Making money out of money
Commission has been a hot topic for some time and the Sandler review and CP121 are adding to the debate.
Wrap products provide an interesting alternative to existing reward structures and are likely to appeal to clients and their advisers. In essence, they separate the cost of advice from the product itself as payments are taken out of the cash management account rather than from the underlying product or fund.
Intermediaries can set their fees as they choose, subject to formal client agreement. They might ask for a percentage of funds invested as an initial payment. They might seek ongoing payment based on funds under management. Or they might quote fixed sums, time costs, a combination of these mechanisms or explore many other fee alternatives.
On the face of it, wraps seem to be scoring points all round – not least for the in-built integrity that comes from their transparent structures.
First and foremost, advisers' remuneration is not linked to the type of product they recommend. Second, fees are paid by clients rather than providers but no cheque has to be written. In theory, wraps are likely to find favour with investors, intermediaries and governing bodies.
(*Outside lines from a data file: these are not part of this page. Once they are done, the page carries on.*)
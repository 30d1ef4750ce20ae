use std::collections::HashMap;
use std::time::Duration;

use anyhow::Context;
use chromiumoxide::Page;

use crate::core::session::wait_for_element;

#[derive(Debug, Clone, Copy, PartialEq, Eq)]
pub enum InputKind {
    Text,
    Password,
    Email,
}

#[derive(Debug, Clone)]
pub struct LoginField {
    pub label: &'static str,
    pub kind: InputKind,
    pub desc: &'static str,
}

/// Credentials shape consumed by `LoginStrategy::execute`. `custom` holds
/// the strategy's manual-entry fields keyed positionally ("field0",
/// "field1", ...); absent or empty disables the strategy-specific steps.
#[derive(Debug, Clone, Default)]
pub struct LoginCredentials {
    /// The reserved top-level identifier typed into the shared email step.
    pub msid: String,
    pub custom: Option<HashMap<String, String>>,
}

impl LoginCredentials {
    pub fn custom_field(&self, index: usize) -> Option<&str> {
        self.custom
            .as_ref()
            .and_then(|m| m.get(&format!("field{}", index)))
            .map(|s| s.as_str())
    }

    pub fn has_custom(&self) -> bool {
        self.custom.as_ref().map(|m| !m.is_empty()).unwrap_or(false)
    }
}

/// The closed set of per-institution authentication sequences. Selected by
/// index at configuration time; stateless between invocations.
#[derive(Debug, Clone, Copy, PartialEq, Eq, Default)]
pub enum LoginStrategy {
    /// Shared identifier step only; the user completes sign-in by hand in
    /// the headed browser while the driver waits for the player.
    #[default]
    Manual,
    /// Username + password sequence against a simple university IdP.
    SimpleUniversity,
    /// No interaction at all, for already-authenticated sessions.
    Bypass,
}

impl LoginStrategy {
    pub fn module_names() -> &'static [&'static str] {
        &["Basic - Manual login", "University [Simple]", "Bypass login"]
    }

    /// Out-of-range indices fall back to the manual strategy.
    pub fn from_index(index: usize) -> Self {
        match index {
            1 => LoginStrategy::SimpleUniversity,
            2 => LoginStrategy::Bypass,
            _ => LoginStrategy::Manual,
        }
    }

    pub fn is_bypass(&self) -> bool {
        matches!(self, LoginStrategy::Bypass)
    }

    /// Manual-entry fields the strategy needs at runtime, in positional
    /// order ("field0", "field1", ...).
    pub fn fields(&self) -> Vec<LoginField> {
        match self {
            LoginStrategy::Manual | LoginStrategy::Bypass => Vec::new(),
            LoginStrategy::SimpleUniversity => vec![
                LoginField {
                    label: "Username",
                    kind: InputKind::Text,
                    desc: "Username provided by your university",
                },
                LoginField {
                    label: "Password",
                    kind: InputKind::Password,
                    desc: "",
                },
            ],
        }
    }

    /// Drives the identity-provider page in the context of a live session.
    /// A failed step bubbles up as a session-resolution failure; there is
    /// no internal retry.
    pub async fn execute(
        &self,
        page: &Page,
        creds: &LoginCredentials,
        timeout: Duration,
    ) -> anyhow::Result<()> {
        if self.is_bypass() {
            return Ok(());
        }

        wait_for_element(page, "input[type=\"email\"]", timeout).await?;
        if !creds.msid.is_empty() {
            page.find_element("input[type=\"email\"]")
                .await?
                .click()
                .await?
                .type_str(&creds.msid)
                .await?;
            page.find_element("input[type=\"submit\"]").await?.click().await?;
        }

        if !creds.has_custom() {
            return Ok(());
        }

        match self {
            LoginStrategy::SimpleUniversity => {
                self.simple_university(page, creds, timeout).await
            }
            _ => Ok(()),
        }
    }

    async fn simple_university(
        &self,
        page: &Page,
        creds: &LoginCredentials,
        timeout: Duration,
    ) -> anyhow::Result<()> {
        let username = creds.custom_field(0).context("missing login field0")?;
        let password = creds.custom_field(1).context("missing login field1")?;

        page.wait_for_navigation().await?;
        wait_for_element(page, "input[type=\"text\"]", timeout).await?;
        page.find_element("input[type=\"text\"]")
            .await?
            .click()
            .await?
            .type_str(username)
            .await?;
        wait_for_element(page, "input[type=\"password\"]", timeout).await?;
        page.find_element("input[type=\"password\"]")
            .await?
            .click()
            .await?
            .type_str(password)
            .await?;
        wait_for_element(page, "[type=\"submit\"]", timeout).await?;
        page.find_element("[type=\"submit\"]").await?.click().await?;
        page.wait_for_navigation().await?;

        // "Stay signed in?" interstitial, shown only sometimes.
        if let Ok(back) = page.find_element("input[id=\"idBtn_Back\"]").await {
            let _ = back.click().await;
        }

        Ok(())
    }
}

#[cfg(test)]
mod tests {
    use super::*;

    #[test]
    fn index_resolution_with_fallback() {
        assert_eq!(LoginStrategy::from_index(0), LoginStrategy::Manual);
        assert_eq!(LoginStrategy::from_index(1), LoginStrategy::SimpleUniversity);
        assert_eq!(LoginStrategy::from_index(2), LoginStrategy::Bypass);
        assert_eq!(LoginStrategy::from_index(99), LoginStrategy::Manual);
    }

    #[test]
    fn module_list_matches_strategy_count() {
        assert_eq!(LoginStrategy::module_names().len(), 3);
    }

    #[test]
    fn field_lists() {
        assert!(LoginStrategy::Manual.fields().is_empty());
        assert!(LoginStrategy::Bypass.fields().is_empty());
        let fields = LoginStrategy::SimpleUniversity.fields();
        assert_eq!(fields.len(), 2);
        assert_eq!(fields[1].kind, InputKind::Password);
    }

    #[test]
    fn positional_field_lookup() {
        let mut custom = HashMap::new();
        custom.insert("field0".to_string(), "alice".to_string());
        custom.insert("field1".to_string(), "secret".to_string());
        let creds = LoginCredentials {
            msid: "alice@uni.example".into(),
            custom: Some(custom),
        };
        assert_eq!(creds.custom_field(0), Some("alice"));
        assert_eq!(creds.custom_field(1), Some("secret"));
        assert_eq!(creds.custom_field(2), None);
        assert!(creds.has_custom());
    }

    #[test]
    fn empty_custom_disables_automatic_login() {
        let creds = LoginCredentials {
            msid: "alice@uni.example".into(),
            custom: Some(HashMap::new()),
        };
        assert!(!creds.has_custom());
        let creds = LoginCredentials::default();
        assert!(!creds.has_custom());
    }
}
use std::sync::LazyLock;

use anyhow::{anyhow, bail};
use regex::Regex;
use serde_json::Value;
use url::Url;

/// Placeholder tokens in the donor's manifest URL template, paired with the
/// donor field that fills them. `{.fileType}` is not present in the donor
/// data and is always "mp4".
const PLACEHOLDERS: [(&str, &str); 5] = [
    ("{.mediaBaseUrl}", "/ListSchema/.mediaBaseUrl"),
    ("{.fileType}", ""),
    ("{.callerStack}", "/ListSchema/.callerStack"),
    ("{.spItemUrl}", "/ListData/CurrentFolderSpItemUrl"),
    ("{.driveAccessToken}", "/ListSchema/.driveAccessToken"),
];

/// Fixed query parameters requesting the DASH index variant.
const MANIFEST_QUERY_PARAMS: [(&str, &str); 6] = [
    ("action", "Access"),
    ("part", "Index"),
    ("format", "dash"),
    ("useScf", "True"),
    ("pretranscode", "0"),
    ("transcodeahead", "0"),
];

static MPD_DURATION_RE: LazyLock<Regex> =
    LazyLock::new(|| Regex::new(r#"mediaPresentationDuration="([^"]+)""#).unwrap());

static ISO8601_RE: LazyLock<Regex> = LazyLock::new(|| {
    Regex::new(r"^P(?:(\d+)D)?(?:T(?:(\d+)H)?(?:(\d+)M)?(?:(\d+(?:\.\d+)?)S)?)?$").unwrap()
});

fn donor_str<'a>(donor: &'a Value, pointer: &str) -> Option<&'a str> {
    donor.pointer(pointer).and_then(Value::as_str)
}

/// Substitutes the five named placeholders into the donor's URL template
/// and appends the fixed DASH-index query parameters. A placeholder that
/// appears in the template but has no non-empty donor value is an error, so
/// the session driver can retry with the next API signature candidate.
pub fn build_manifest_url(donor: &Value) -> anyhow::Result<Url> {
    let template = donor_str(donor, "/ListSchema/.videoManifestUrl")
        .ok_or_else(|| anyhow!("donor data carries no manifest URL template"))?;

    let mut built = template.to_string();
    for (token, pointer) in PLACEHOLDERS {
        if !built.contains(token) {
            continue;
        }
        let value = if pointer.is_empty() {
            "mp4"
        } else {
            match donor_str(donor, pointer) {
                Some(v) if !v.is_empty() => v,
                _ => bail!("donor data is missing the value for {}", token),
            }
        };
        built = built.replace(token, value);
    }

    let mut url = Url::parse(&built)?;
    for (key, value) in MANIFEST_QUERY_PARAMS {
        set_query_param(&mut url, key, value);
    }
    Ok(url)
}

/// Sets (not appends) a query parameter, replacing any existing value.
fn set_query_param(url: &mut Url, key: &str, value: &str) {
    let pairs: Vec<(String, String)> = url
        .query_pairs()
        .filter(|(k, _)| k != key)
        .map(|(k, v)| (k.into_owned(), v.into_owned()))
        .collect();
    url.query_pairs_mut()
        .clear()
        .extend_pairs(pairs.iter().map(|(k, v)| (k.as_str(), v.as_str())))
        .append_pair(key, value);
}

/// The manifest URL carries the document id and the drive access token; the
/// real filename comes from a side-fetch keyed by those two values.
pub fn title_fetch_url(manifest_url: &Url) -> Option<String> {
    let docid = manifest_url
        .query_pairs()
        .find(|(k, _)| k == "docid")
        .map(|(_, v)| v.into_owned())?;
    let token = manifest_url
        .query_pairs()
        .find(|(k, _)| k == "access_token")
        .map(|(_, v)| v.into_owned())?;
    Some(format!("{}&access_token={}", docid, token))
}

/// Direct-mode URL: the site root-folder path when present, otherwise the
/// first row's file reference; either way joined onto the page origin.
pub fn direct_url_from_donor(donor: &Value, page_url: &Url) -> anyhow::Result<String> {
    let root_folder = donor_str(donor, "/ListSchema/.rootFolder")
        .filter(|s| !s.is_empty())
        .map(|s| urlencoding::decode(s).map(|c| c.into_owned()))
        .transpose()?;

    let path = match root_folder {
        Some(p) => p,
        None => donor_str(donor, "/ListData/Row/0/FileRef")
            .filter(|s| !s.is_empty())
            .map(|s| s.to_string())
            .ok_or_else(|| anyhow!("donor data carries no file path for a direct download"))?,
    };

    let host = page_url
        .host_str()
        .ok_or_else(|| anyhow!("page URL has no host"))?;
    Ok(format!("{}://{}{}", page_url.scheme(), host, path))
}

/// Total media time of a DASH manifest, from its ISO-8601
/// `mediaPresentationDuration` attribute, in whole seconds (rounded up).
pub fn parse_mpd_duration(mpd_xml: &str) -> anyhow::Result<u64> {
    let raw = MPD_DURATION_RE
        .captures(mpd_xml)
        .and_then(|c| c.get(1))
        .map(|m| m.as_str())
        .ok_or_else(|| anyhow!("manifest has no mediaPresentationDuration attribute"))?;
    parse_iso8601_duration(raw)
}

pub fn parse_iso8601_duration(raw: &str) -> anyhow::Result<u64> {
    let caps = ISO8601_RE
        .captures(raw)
        .ok_or_else(|| anyhow!("unrecognized ISO-8601 duration: {}", raw))?;

    let int = |i: usize| -> f64 {
        caps.get(i)
            .and_then(|m| m.as_str().parse::<f64>().ok())
            .unwrap_or(0.0)
    };
    let secs = int(1) * 86_400.0 + int(2) * 3_600.0 + int(3) * 60.0 + int(4);
    if secs <= 0.0 {
        bail!("duration parses to zero: {}", raw);
    }
    Ok(secs.ceil() as u64)
}

#[cfg(test)]
mod tests {
    use super::*;
    use serde_json::json;

    fn donor() -> Value {
        json!({
            "ListSchema": {
                ".videoManifestUrl": "https://media.contoso.com/transform/videomanifest?provider=spo&base={.mediaBaseUrl}&docid=https%3A%2F%2Fcontoso%2Fdoc1&access_token={.driveAccessToken}&cs={.callerStack}&item={.spItemUrl}&fileType={.fileType}",
                ".mediaBaseUrl": "https://media.contoso.com",
                ".callerStack": "cstack",
                ".driveAccessToken": "tok123",
                ".rootFolder": "%2Fsites%2Fteam%2FShared%20Documents%2Fvideos",
            },
            "ListData": {
                "CurrentFolderSpItemUrl": "https://contoso.sharepoint.com/item",
                "Row": [ { "FileRef": "/sites/team/Shared Documents/videos/a.mp4" } ],
            }
        })
    }

    #[test]
    fn manifest_url_has_no_leftover_placeholders() {
        let url = build_manifest_url(&donor()).unwrap();
        let s = url.to_string();
        assert!(!s.contains("{."), "unsubstituted placeholder in {}", s);
        assert!(s.contains("fileType=mp4"));
    }

    #[test]
    fn manifest_url_sets_fixed_query_params() {
        let url = build_manifest_url(&donor()).unwrap();
        for (key, value) in MANIFEST_QUERY_PARAMS {
            let got = url
                .query_pairs()
                .find(|(k, _)| k == key)
                .map(|(_, v)| v.into_owned());
            assert_eq!(got.as_deref(), Some(value), "param {}", key);
        }
    }

    #[test]
    fn missing_placeholder_value_is_an_error() {
        let mut d = donor();
        d["ListSchema"][".driveAccessToken"] = json!("");
        let err = build_manifest_url(&d).unwrap_err().to_string();
        assert!(err.contains("{.driveAccessToken}"));
    }

    #[test]
    fn absent_template_is_an_error() {
        let d = json!({"ListSchema": {}, "ListData": {}});
        assert!(build_manifest_url(&d).is_err());
    }

    #[test]
    fn placeholder_absent_from_template_needs_no_value() {
        let mut d = donor();
        d["ListSchema"][".videoManifestUrl"] =
            json!("https://media.contoso.com/videomanifest?base={.mediaBaseUrl}&docid=x&access_token=y");
        d["ListSchema"][".driveAccessToken"] = json!("");
        assert!(build_manifest_url(&d).is_ok());
    }

    #[test]
    fn title_fetch_url_combines_docid_and_token() {
        let url = build_manifest_url(&donor()).unwrap();
        let fetch = title_fetch_url(&url).unwrap();
        assert!(fetch.starts_with("https://contoso/doc1"));
        assert!(fetch.ends_with("&access_token=tok123"));
    }

    #[test]
    fn direct_url_prefers_root_folder() {
        let page = Url::parse("https://contoso.sharepoint.com/sites/team/v.mp4?web=1").unwrap();
        let url = direct_url_from_donor(&donor(), &page).unwrap();
        assert_eq!(
            url,
            "https://contoso.sharepoint.com/sites/team/Shared Documents/videos"
        );
    }

    #[test]
    fn direct_url_falls_back_to_row_file_ref() {
        let mut d = donor();
        d["ListSchema"][".rootFolder"] = json!("");
        let page = Url::parse("https://contoso.sharepoint.com/sites/team/v.mp4").unwrap();
        let url = direct_url_from_donor(&d, &page).unwrap();
        assert!(url.ends_with("/videos/a.mp4"));
    }

    #[test]
    fn direct_url_without_any_path_is_an_error() {
        let d = json!({"ListSchema": {}, "ListData": {}});
        let page = Url::parse("https://contoso.sharepoint.com/x").unwrap();
        assert!(direct_url_from_donor(&d, &page).is_err());
    }

    #[test]
    fn iso8601_hours_minutes_seconds() {
        assert_eq!(parse_iso8601_duration("PT1H2M3S").unwrap(), 3723);
    }

    #[test]
    fn iso8601_fractional_seconds_round_up() {
        assert_eq!(parse_iso8601_duration("PT30.5S").unwrap(), 31);
    }

    #[test]
    fn iso8601_days_component() {
        assert_eq!(parse_iso8601_duration("P1DT1S").unwrap(), 86_401);
    }

    #[test]
    fn iso8601_garbage_rejected() {
        assert!(parse_iso8601_duration("1h30m").is_err());
    }

    #[test]
    fn mpd_duration_extracted_from_manifest() {
        let mpd = r#"<?xml version="1.0"?><MPD mediaPresentationDuration="PT10M1.2S" minBufferTime="PT2S"></MPD>"#;
        assert_eq!(parse_mpd_duration(mpd).unwrap(), 602);
    }

    #[test]
    fn mpd_without_duration_is_an_error() {
        assert!(parse_mpd_duration("<MPD></MPD>").is_err());
    }
}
By offering advice in return for fees taken from a cash management account, advisers should be able to spend more time managing portfolios and less time processing product transactions.
This, in turn, may change the financial dynamics of their practice – shifting emphasis from initial commission to ongoing fees. This practice is very much in line with the aspirations expressed in the Sandler review.
From a client's perspective wraps offer convenience, transparency, comfort that recommendations are not influenced by how much commission is in it for the adviser and the facility for clients to gain a single view of all their assets.
Additionally, there may be opportunities to cut costs – but this is mostly down to how the adviser prices the proposition and the charges that the wrap provider levies.
Taking Australia as a benchmark and looking at what is already available in the UK it is unlikely that cost savings will be significant – at least in the short term.
For advisers, the wrap concept is an opportunity to present a more professional image – and to deliver on it.
The infrastructure includes knowledge tools that can add genuine value in terms of asset allocation and monitoring. There is also scope to switch to a new business model – one which may be ultimately more valuable than the existing model, which is based on transaction income.
Neatly wrapped up
The interface between intermediaries and providers is primarily paper-based and manual. This creates enormous inefficiencies, reduces the time that advisers can spend with clients and is a major inhibitor of profitability.
But fully developed wrap structures, with appropriate connectivity, have the potential to sweep all these problems away.
The UK investment landscape is changing. Product adoption, CP121 in general, the Sandler review, the growth of the mass affluent market and the need for intermediary wealth management solutions are set to create a strong demand for wrap structures in the UK over the next few years.
Intermediaries are bound to benefit from new opportunities and product providers have new innovation challenges on their hands.